Co-Kriging model-based multi-fidelity regression for refining milling stability predictions of variable tool overhang length using limited experimental data

Determining chatter-free machining parameters is critical in process planning since chatter vibrations significantly affect machining quality and production efficiency. Stability lobe diagram is essential in selecting chatter-free machining parameters, but its predictions confront challenges in both theoretical accuracy and experimental efficiency. To address this, the Co-Kriging modelling is introduced to predict the tool overhang length-dependent stability limits with limited experiments.
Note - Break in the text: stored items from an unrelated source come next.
//! Single-page extraction from payslip PDFs.
//!
//! Works on in-memory buffers only. The output keeps the requested page and
//! the objects it references; every other page is removed and orphaned
//! objects are pruned before the document is serialised again.

use lopdf::{Document, Object};

use crate::error::{PayslipError, Result};

/// Outcome of a page extraction that parsed successfully.
#[derive(Debug, Clone, PartialEq, Eq)]
pub enum PageExtract {
    /// A standalone one-page document.
    Extracted(Vec<u8>),
    /// The source has fewer than `page_index + 1` pages.
    NotEnoughPages { page_count: usize },
}

impl PageExtract {
    /// Converts the "too few pages" signal into [`PayslipError::NotEnoughPages`].
    pub fn into_result(self, page_index: u32) -> Result<Vec<u8>> {
        match self {
            Self::Extracted(bytes) => Ok(bytes),
            Self::NotEnoughPages { page_count } => Err(PayslipError::NotEnoughPages {
                requested: page_index,
                available: page_count,
            }),
        }
    }
}

/// Extracts the page at the 0-based `page_index` into a new document.
///
/// # Errors
///
/// Returns [`PayslipError::MalformedDocument`] if the input cannot be parsed
/// or the trimmed document cannot be written back.
pub fn extract_page(document: &[u8], page_index: u32) -> Result<PageExtract> {
    let mut doc =
        Document::load_mem(document).map_err(|e| PayslipError::MalformedDocument(e.to_string()))?;

    let pages = doc.get_pages();
    let page_count = pages.len();
    let wanted = page_index.saturating_add(1);

    if (page_count as u64) < u64::from(wanted) {
        return Ok(PageExtract::NotEnoughPages { page_count });
    }

    // Page numbers from get_pages are 1-based.
    let to_delete: Vec<u32> = pages.keys().copied().filter(|n| *n != wanted).collect();
    if !to_delete.is_empty() {
        doc.delete_pages(&to_delete);
    }
    set_root_page_count(&mut doc, 1);

    doc.prune_objects();
    doc.compress();

    let mut buffer = Vec::new();
    doc.save_to(&mut buffer)
        .map_err(|e| PayslipError::MalformedDocument(format!("Save failed: {e}")))?;

    Ok(PageExtract::Extracted(buffer))
}

/// Keeps `/Count` of the root page tree consistent after pages were removed.
fn set_root_page_count(doc: &mut Document, count: i64) {
    let pages_id = doc
        .catalog()
        .ok()
        .and_then(|catalog| catalog.get(b"Pages").ok())
        .and_then(|pages| pages.as_reference().ok());

    if let Some(pages_id) = pages_id {
        if let Ok(Object::Dictionary(pages)) = doc.get_object_mut(pages_id) {
            pages.set("Count", Object::Integer(count));
        }
    }
}

#[cfg(test)]
mod tests {
    use super::*;
    use crate::test_support::{create_test_pdf, page_texts};

    fn extracted(result: Result<PageExtract>) -> Vec<u8> {
        match result.unwrap() {
            PageExtract::Extracted(bytes) => bytes,
            other => panic!("expected an extracted page, got {other:?}"),
        }
    }

    #[test]
    fn test_extracts_second_page() {
        let pdf = create_test_pdf(3);
        let page = extracted(extract_page(&pdf, 1));

        let texts = page_texts(&page);
        assert_eq!(texts.len(), 1);
        assert!(texts[0].contains("(Page 2)"), "unexpected content: {}", texts[0]);
    }

    #[test]
    fn test_extracts_last_page() {
        let pdf = create_test_pdf(4);
        let page = extracted(extract_page(&pdf, 3));

        let texts = page_texts(&page);
        assert_eq!(texts.len(), 1);
        assert!(texts[0].contains("(Page 4)"));
    }

    #[test]
    fn test_single_page_document_has_no_second_page() {
        let pdf = create_test_pdf(1);
        assert_eq!(
            extract_page(&pdf, 1).unwrap(),
            PageExtract::NotEnoughPages { page_count: 1 }
        );
    }

    #[test]
    fn test_first_page_of_single_page_document() {
        let pdf = create_test_pdf(1);
        let page = extracted(extract_page(&pdf, 0));
        assert_eq!(page_texts(&page).len(), 1);
    }

    #[test]
    fn test_extraction_is_reproducible() {
        let pdf = create_test_pdf(2);
        let first = extracted(extract_page(&pdf, 1));
        let second = extracted(extract_page(&pdf, 1));
        assert_eq!(first, second);
    }

    #[test]
    fn test_garbage_input_is_malformed() {
        let err = extract_page(b"definitely not a pdf", 1).unwrap_err();
        assert!(matches!(err, PayslipError::MalformedDocument(_)));
    }

    #[test]
    fn test_into_result_maps_missing_page() {
        let err = PageExtract::NotEnoughPages { page_count: 1 }
            .into_result(1)
            .unwrap_err();
        assert!(matches!(
            err,
            PayslipError::NotEnoughPages {
                requested: 1,
                available: 1
            }
        ));
    }
}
First, tool tip dynamics and cutting force coefficients of a source overhang length are roughly identified to obtain sufficient low-fidelity (LF) theoretical stability limits. The entropy-based sampling and affine transformation are used to sequentially obtain high-fidelity (HF) experimental stability limits and update LF stability limits. HF and updated LF datasets are combined to train a multi-fidelity (MF) Co-Kriging model. For a target overhang length, MF stability limits of the source overhang length serve as LF data, and a minimum mean absolute percentage error (MAPE)-based sampling guides the acquisition of HF stability limits. Combining HF data and LF data processed by affine transformation to train a target Co-Kriging model. Case studies reveal that the proposed method exhibits lower MAPE values and significantly outperforms other comparison methods in predicting experimental stability limits, particularly when confronted with limited experimental data.